Essentially, users play two roles – consumers as well as product ambassadors of the company.

At present, there are more than 100,000 buyers on the platform who are mostly females aged 25 to 40. Most of these consumers purchase items such as snacks, nutritional products, mother and baby products as well as cosmetics.

Offline strategy

Besides focusing on its online platform, the company also has offline stores in China as well as in places such as South Korea.

XIANLIFE offline location, South Korea (Image provided by XIANLIFE)
XIANLIFE offline location, South Korea (Image provided by XIANLIFE)

In March 2016, the company cooperated with the Hunan Xiaoxiang Film Group to establish three “Xiaoying XIANLIFE” experience chain stores in China’s Hunan Province where consumers can get a feel for some items that are sold on the company’s online platform.

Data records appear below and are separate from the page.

/// The ordered decision list; the first step that applies ends the pass
fn decide(ctx: &mut BotCtx, bot: &mut BotState, taking_circle_damage: bool) {
    let full = bot.behaviour == BehaviourType::FullCombat;

    movement::clean_destroyed_move_target(ctx, bot);
    if full && bot.team_size > 1 {
        movement::check_on_teammates(ctx, bot);
    }

    // 1. Storm damage overrides everything
    if taking_circle_damage {
        if bot.movement_type != MovementType::GoToSafeArea && bot.target.is_none() {
            combat::stop_aiming(ctx, bot);
            let (center, radius) = (ctx.zone.center, ctx.zone.radius);
            if let Some(point) = movement::try_go_to_safe_area(ctx, bot, center, radius) {
                ctx.record(BotAction::Flee(point));
            }
        } else if bot.target.is_some() {
            ctx.record(BotAction::KeepFighting);
        } else {
            ctx.record(BotAction::KeepFleeing);
        }
        return;
    }

    // 2. Decision interval
    let now = ctx.now();
    if !bot.can_take_decision(now) {
        return;
    }
    ctx.record(BotAction::DecisionPass);

    // Knocked out: wait for help or crawl to the tracked teammate
    let knocked_out = ctx.world.character(ctx.entity).is_some_and(|c| c.is_knocked_out());
    if full && knocked_out {
        let being_revived = ctx.world.character(ctx.entity).is_some_and(|c| c.is_being_revived());
        if being_revived {
            ctx.record(BotAction::WaitBeingRevived);
        } else if let Some(point) = movement::stay_close_to_teammate(ctx, bot, true) {
            bot.set_next_decision_delay(now, bot.decision_interval);
            ctx.record(BotAction::CrawlToTeammate(point));
        } else {
            ctx.record(BotAction::WaitForRevive);
        }
        return;
    }

    // Revive a downed teammate
    if full {
        match movement::try_go_revive_teammate(ctx, bot) {
            Some(ReviveStep::Reviving(mate)) => {
                ctx.record(BotAction::Reviving(mate));
                return;
            }
            Some(ReviveStep::GoTo(_, point)) => {
                ctx.record(BotAction::GoRevive(point));
                return;
            }
            None => {}
        }
    }

    // 3. Collecting
    if let Some(item) = bot.move_target_entity() {
        if let Some(end) = ctx.world.collectable(item).and_then(|c| c.collecting_end_time(ctx.entity)) {
            bot.set_next_decision_delay(end, COLLECT_WAIT_PADDING);
            ctx.record(BotAction::WaitCollecting);
            return;
        }
    }
    bot.set_next_decision_delay(now, bot.decision_interval);

    // 4. Specials
    if full {
        if let Some(slot) = combat::try_use_specials(ctx, bot) {
            combat::stop_aiming(ctx, bot);
            ctx.record(BotAction::UseSpecial { slot });
            return;
        }
    }

    // 5. Weapon switch
    if full {
        if let Some(slot) = combat::try_switch_weapon(ctx) {
            ctx.record(BotAction::SwitchWeapon { slot });
            return;
        }
    }

    // 6. Head for the next circle before it closes
    let position = ctx.position();
    if !zone::is_position_safe(&ctx.zone, bot, position) {
        combat::stop_aiming(ctx, bot);
        let (center, radius) = (ctx.zone.target_center, ctx.zone.target_radius);
        if let Some(point) = movement::try_go_to_safe_area(ctx, bot, center, radius) {
            ctx.record(BotAction::GoToSafeArea(point));
            return;
        }
    }

    // 7. Already pathing
    if bot.movement_type != MovementType::None && ctx.nav.is_active(ctx.entity) {
        if bot.is_stuck(position) {
            ctx.nav.stop(ctx.world, ctx.entity, true);
            movement::clear_move_target(ctx, bot);
            ctx.record(BotAction::Unstuck);
        } else {
            ctx.record(BotAction::WaitForPath);
            return;
        }
    }

    if full && bot.target.is_some() {
        if let Some(point) = combat::try_reposition(ctx, bot) {
            ctx.record(BotAction::Reposition(point));
            return;
        }
    }

    // 8. Pickups
    if full && pickups::try_go_for_best_pickup(ctx, bot) {
        combat::stop_aiming(ctx, bot);
        return;
    }

    // 9. Teammate
    if full {
        if let Some(point) = movement::stay_close_to_teammate(ctx, bot, false) {
            ctx.record(BotAction::FollowTeammate(point));
            return;
        }
    }

    // 10. Wander; a full-combat bot on the move drops its target
    if let Some(point) = movement::wander_inside_circle(ctx, bot) {
        ctx.record(BotAction::Wander(point));
        if full {
            combat::clear_target(ctx, bot);
        }
        return;
    }

    if bot.is_doing_nothing() {
        bot.set_next_decision_delay(now, IDLE_RETRY_DELAY);
        ctx.record(BotAction::Idle);
    }
}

According to Xiao, the company has a different portfolio for its offline retail stores, where it sells different products and uses a different pricing technique to reflect the consumer behavior that is found offline as opposed to online. For online purchases, prices are relatively transparent across all major e-commerce platforms, but for offline purchases, consumers are more driven by impulse when physically presented with an item.

“To meet these consumers’ needs, we sell snacks and drinks in our offline stores so that they can consume these products immediately after purchase, thereby giving them instant satisfaction,” he said.

Future plans

Besides the stores in Hunan, the company hopes to replicate this model in other non-first-tier Chinese cities in future.

In March 2016, the company landed USD 10 million (RMB 64.7 million) in a round of Series A financing led by Bertelsmann Asia Investment and CDH Investments. Funding the company says it will use to improve its global supply chain and logistics systems.

Since it prides itself on being a cross border e-commerce platform, XIANLIFE has already expanded its business overseas – by providing China-made goods to foreign clientele.

From the look of things, XIANLIFE is building a platform that will touch the lives of people in China and across borders around the world – one product at a time.